Così si sente dire dal sosia di Dalì. Ma lui non l’ha quasi neanche guardata la macchina. E allora la ragazza dai capelli scuri si fa perplessa, ed è perplessa pure mentre Gea le stampa sul cappotto buono le sue zampe fangose. Niente di che, si intende, solo una sosta alla lavanderia non prevista. Ecco, sì, solo questo.
- ma allora perché non funziona?
Il sosia di Dalì si gratta un sopracciglio con aria perplessa, richiama Gea che sta esagerando con le sue dimostrazioni di affetto.
- davvero non si è resa conto di cosa è successo?
Ma la risposta delle pupille stupite è più eloquente di qualunque parola.
Bene.
E allora forse è il caso di dirla la verità, una buona volta, anche se sembrerà follia.
Ed ecco una sedia apparsa da sotto il banco a sorreggere l’incredulità. La ragazza si appoggia ma non sa perché deve appoggiarsi. Però lo fa e intanto scrolla come può le tracce di fango all’altezza delle ginocchia, e accarezza Gea dietro le orecchie per tenerla buona.
Il sosia di Dalì ha occhi vivaci e baffi più all’insù di sempre.

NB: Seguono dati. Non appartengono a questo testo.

use std::fmt;

use parley_llm::{ProviderAttachment, ProviderMessage, ReasoningConfig};
use parley_storage::{MessageRole, NewDurableMessage};
use serde::{Deserialize, Serialize};

use super::capability::ModelSelection;

pub use parley_storage::{Attachment, AttachmentKind, Citation, ConversationId, MessageId};

/// Chat speaker role. `Context` messages are shown but never sent to a model.
#[derive(Debug, Clone, Copy, PartialEq, Eq, Hash, Serialize, Deserialize)]
#[serde(rename_all = "lowercase")]
pub enum Role {
    System,
    User,
    Assistant,
    Context,
}

impl From<MessageRole> for Role {
    fn from(role: MessageRole) -> Self {
        match role {
            MessageRole::System => Self::System,
            MessageRole::User => Self::User,
            MessageRole::Assistant => Self::Assistant,
            MessageRole::Context => Self::Context,
        }
    }
}

impl From<Role> for MessageRole {
    fn from(role: Role) -> Self {
        match role {
            Role::System => Self::System,
            Role::User => Self::User,
            Role::Assistant => Self::Assistant,
            Role::Context => Self::Context,
        }
    }
}

/// Terminal classification of a generation.
#[derive(Debug, Clone, PartialEq, Eq, Hash, Serialize, Deserialize)]
#[serde(from = "String", into = "String")]
pub enum FinishReason {
    Stop,
    Length,
    ContentFilter,
    ToolCalls,
    /// Still generating; the only non-terminal value.
    Streaming,
    Error,
    UserStopped,
    Other(String),
}

impl FinishReason {
    pub fn as_str(&self) -> &str {
        match self {
            Self::Stop => "stop",
            Self::Length => "length",
            Self::ContentFilter => "content_filter",
            Self::ToolCalls => "tool_calls",
            Self::Streaming => "streaming",
            Self::Error => "error",
            Self::UserStopped => "user_stopped",
            Self::Other(raw) => raw,
        }
    }

    pub fn is_terminal(&self) -> bool {
        !matches!(self, Self::Streaming)
    }
}

impl From<String> for FinishReason {
    fn from(raw: String) -> Self {
        match raw.as_str() {
            "stop" => Self::Stop,
            "length" => Self::Length,
            "content_filter" | "content-filter" => Self::ContentFilter,
            "tool_calls" | "tool-calls" => Self::ToolCalls,
            "streaming" => Self::Streaming,
            "error" => Self::Error,
            "user_stopped" => Self::UserStopped,
            _ => Self::Other(raw),
        }
    }
}

impl From<&str> for FinishReason {
    fn from(raw: &str) -> Self {
        Self::from(raw.to_string())
    }
}

impl From<FinishReason> for String {
    fn from(reason: FinishReason) -> Self {
        reason.as_str().to_string()
    }
}

impl fmt::Display for FinishReason {
    fn fmt(&self, formatter: &mut fmt::Formatter<'_>) -> fmt::Result {
        formatter.write_str(self.as_str())
    }
}

#[derive(Debug, Clone, PartialEq, Eq, Default, Serialize, Deserialize)]
#[serde(rename_all = "camelCase")]
pub struct MessageMetadata {
    #[serde(default, skip_serializing_if = "Option::is_none")]
    pub finish_reason: Option<FinishReason>,
    #[serde(default, skip_serializing_if = "Option::is_none")]
    pub stopped: Option<bool>,
    #[serde(default, skip_serializing_if = "Option::is_none")]
    pub token_count: Option<u64>,
    #[serde(default, skip_serializing_if = "Option::is_none")]
    pub reasoning_token_count: Option<u64>,
    #[serde(default, skip_serializing_if = "Option::is_none")]
    pub duration_ms: Option<u64>,
}

impl MessageMetadata {
    pub fn finished(reason: FinishReason) -> Self {
        Self {
            finish_reason: Some(reason),
            ..Self::default()
        }
    }

    pub fn user_stopped() -> Self {
        Self {
            finish_reason: Some(FinishReason::Stop),
            stopped: Some(true),
            ..Self::default()
        }
    }

    pub fn is_stopped(&self) -> bool {
        self.stopped == Some(true)
    }

    /// Fields set on `other` win.
    pub fn merged(self, other: Self) -> Self {
        Self {
            finish_reason: other.finish_reason.or(self.finish_reason),
            stopped: other.stopped.or(self.stopped),
            token_count: other.token_count.or(self.token_count),
            reasoning_token_count: other.reasoning_token_count.or(self.reasoning_token_count),
            duration_ms: other.duration_ms.or(self.duration_ms),
        }
    }
}

#[derive(Debug, Clone, PartialEq, Serialize, Deserialize)]
#[serde(rename_all = "camelCase")]
pub struct ChatMessage {
    pub id: MessageId,
    pub role: Role,
    pub content: String,
    #[serde(default, skip_serializing_if = "Option::is_none")]
    pub reasoning: Option<String>,
    #[serde(default, skip_serializing_if = "Option::is_none")]
    pub citations: Option<Vec<Citation>>,
    #[serde(default, skip_serializing_if = "Option::is_none")]
    pub attachments: Option<Vec<Attachment>>,
    #[serde(default, skip_serializing_if = "Option::is_none")]
    pub model: Option<String>,
    #[serde(default, skip_serializing_if = "Option::is_none")]
    pub provider: Option<String>,
    #[serde(default, skip_serializing_if = "Option::is_none")]
    pub parent_id: Option<MessageId>,
    #[serde(default, skip_serializing_if = "Option::is_none")]
    pub is_main_branch: Option<bool>,
    #[serde(default, skip_serializing_if = "Option::is_none")]
    pub metadata: Option<MessageMetadata>,
    pub created_at: i64,
}

impl ChatMessage {
    pub fn new(id: MessageId, role: Role, content: impl Into<String>, created_at: i64) -> Self {
        Self {
            id,
            role,
            content: content.into(),
            reasoning: None,
            citations: None,
            attachments: None,
            model: None,
            provider: None,
            parent_id: None,
            is_main_branch: None,
            metadata: None,
            created_at,
        }
    }

    /// A fully formed user turn.
    pub fn user(
        id: MessageId,
        content: impl Into<String>,
        attachments: Vec<Attachment>,
        created_at: i64,
    ) -> Self {
        Self {
            attachments: (!attachments.is_empty()).then_some(attachments),
            ..Self::new(id, Role::User, content, created_at)
        }
    }

    /// The empty assistant message a generation streams into.
    pub fn assistant_placeholder(
        id: MessageId,
        parent_id: MessageId,
        selection: &ModelSelection,
        created_at: i64,
    ) -> Self {
        Self {
            model: Some(selection.model.clone()),
            provider: Some(selection.provider.clone()),
            parent_id: Some(parent_id),
            is_main_branch: Some(true),
            ..Self::new(id, Role::Assistant, String::new(), created_at)
        }
    }

    pub fn finish_reason(&self) -> Option<&FinishReason> {
        self.metadata
            .as_ref()
            .and_then(|metadata| metadata.finish_reason.as_ref())
    }

    pub fn is_stopped(&self) -> bool {
        self.metadata
            .as_ref()
            .is_some_and(MessageMetadata::is_stopped)
    }

    pub fn has_generated_text(&self) -> bool {
        !self.content.is_empty() || self.reasoning.as_deref().is_some_and(|r| !r.is_empty())
    }

    /// `None` for roles a model never sees.
    pub fn to_provider_message(&self) -> Option<ProviderMessage> {
        let role = match self.role {
            Role::System => parley_llm::Role::System,
            Role::User => parley_llm::Role::User,
            Role::Assistant => parley_llm::Role::Assistant,
            Role::Context => return None,
        };
        let attachments = self
            .attachments
            .iter()
            .flatten()
            .map(|attachment| ProviderAttachment {
                name: attachment.name.clone(),
                url: attachment.url.clone(),
                mime_type: attachment.mime_type.clone(),
                content: attachment.content.clone(),
            })
            .collect();
        Some(ProviderMessage::new(role, self.content.clone()).with_attachments(attachments))
    }

    /// Batch entry for promotion. The backend assigns new ids and maps
    /// `parent_id` through `client_id`.
    pub fn to_durable(&self) -> NewDurableMessage {
        let metadata = self.metadata.as_ref().and_then(|metadata| {
            serde_json::to_value(metadata)
                .map_err(|error| {
                    tracing::debug!(message_id = %self.id, error = %error, "dropping unserializable metadata");
                })
                .ok()
        });
        NewDurableMessage {
            role: self.role.into(),
            content: self.content.clone(),
            reasoning: self.reasoning.clone(),
            model: self.model.clone(),
            provider: self.provider.clone(),
            attachments: self.attachments.clone().unwrap_or_default(),
            citations: self.citations.clone().unwrap_or_default(),
            metadata,
            created_at: self.created_at,
            client_id: Some(self.id.clone()),
            parent_id: self.parent_id.clone(),
            is_main_branch: self.is_main_branch,
        }
    }
}

/// Partial update; `Some` fields replace the stored value.
#[derive(Debug, Clone, PartialEq, Default)]
pub struct MessagePatch {
    pub content: Option<String>,
    pub reasoning: Option<String>,
    pub citations: Option<Vec<Citation>>,
    pub metadata: Option<MessageMetadata>,
}

impl MessagePatch {
    pub fn content(content: impl Into<String>) -> Self {
        Self {
            content: Some(content.into()),
            ..Self::default()
        }
    }

    pub fn reasoning(reasoning: impl Into<String>) -> Self {
        Self {
            reasoning: Some(reasoning.into()),
            ..Self::default()
        }
    }

    pub fn citations(citations: Vec<Citation>) -> Self {
        Self {
            citations: Some(citations),
            ..Self::default()
        }
    }

    pub fn metadata(metadata: MessageMetadata) -> Self {
        Self {
            metadata: Some(metadata),
            ..Self::default()
        }
    }

    pub(crate) fn apply_to(self, message: &mut ChatMessage) {
        if let Some(content) = self.content {
            message.content = content;
        }
        if let Some(reasoning) = self.reasoning {
            message.reasoning = Some(reasoning);
        }
        if let Some(citations) = self.citations {
            message.citations = Some(citations);
        }
        if let Some(metadata) = self.metadata {
            message.metadata = Some(metadata);
        }
    }
}

/// Input of one send.
#[derive(Debug, Clone, PartialEq, Default)]
pub struct SendMessage {
    pub content: String,
    pub attachments: Vec<Attachment>,
    pub persona_id: Option<String>,
    /// Explicit persona text; wins over `persona_id`.
    pub persona_prompt: Option<String>,
    pub reasoning: Option<ReasoningConfig>,
}

impl SendMessage {
    pub fn new(content: impl Into<String>) -> Self {
        Self {
            content: content.into(),
            ..Self::default()
        }
    }

    pub fn with_attachments(mut self, attachments: Vec<Attachment>) -> Self {
        self.attachments = attachments;
        self
    }

    pub fn with_persona_id(mut self, persona_id: impl Into<String>) -> Self {
        self.persona_id = Some(persona_id.into());
        self
    }

    pub fn with_persona_prompt(mut self, persona_prompt: impl Into<String>) -> Self {
        self.persona_prompt = Some(persona_prompt.into());
        self
    }

    pub fn with_reasoning(mut self, reasoning: ReasoningConfig) -> Self {
        self.reasoning = Some(reasoning);
        self
    }

    pub fn is_blank(&self) -> bool {
        self.content.trim().is_empty() && self.attachments.is_empty()
    }
}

E accade. Tutta la verità in quella frase che teme e si aspetta. E quanto più se l’aspetta tanto più si ribella.
E no, non può essere. Non scherziamo. Qui stiamo parlando di una macchina da scrivere mica di un congegno magico. E poi no, non esistono congegni magici. E poi sì, ho una clamorosa fantasia, ma questa no, non si chiama fantasia, questa è follia.
Scattare dalla punta della sedia in piedi deludendo la testa di cane cucciolo che già mugola disapprovazione.
E sentire intanto uno strano rullio al posto del muscolo cardiaco. Si chiami paura. Si chiami sorpresa… comunque si chiami è lì: un rullio che è un po’ angoscioso.
Reagire accusando il sosia di Dalì? Accusandolo di pazzia? Forse dovrebbe, potrebbe. Forse. Ma non cesserebbe quello strano rullio che le causa la certezza della verità.
- vado a casa, sì. Vado a casa, è meglio. Grazie per la macchina. Ora funzionerà. Ne sono certa.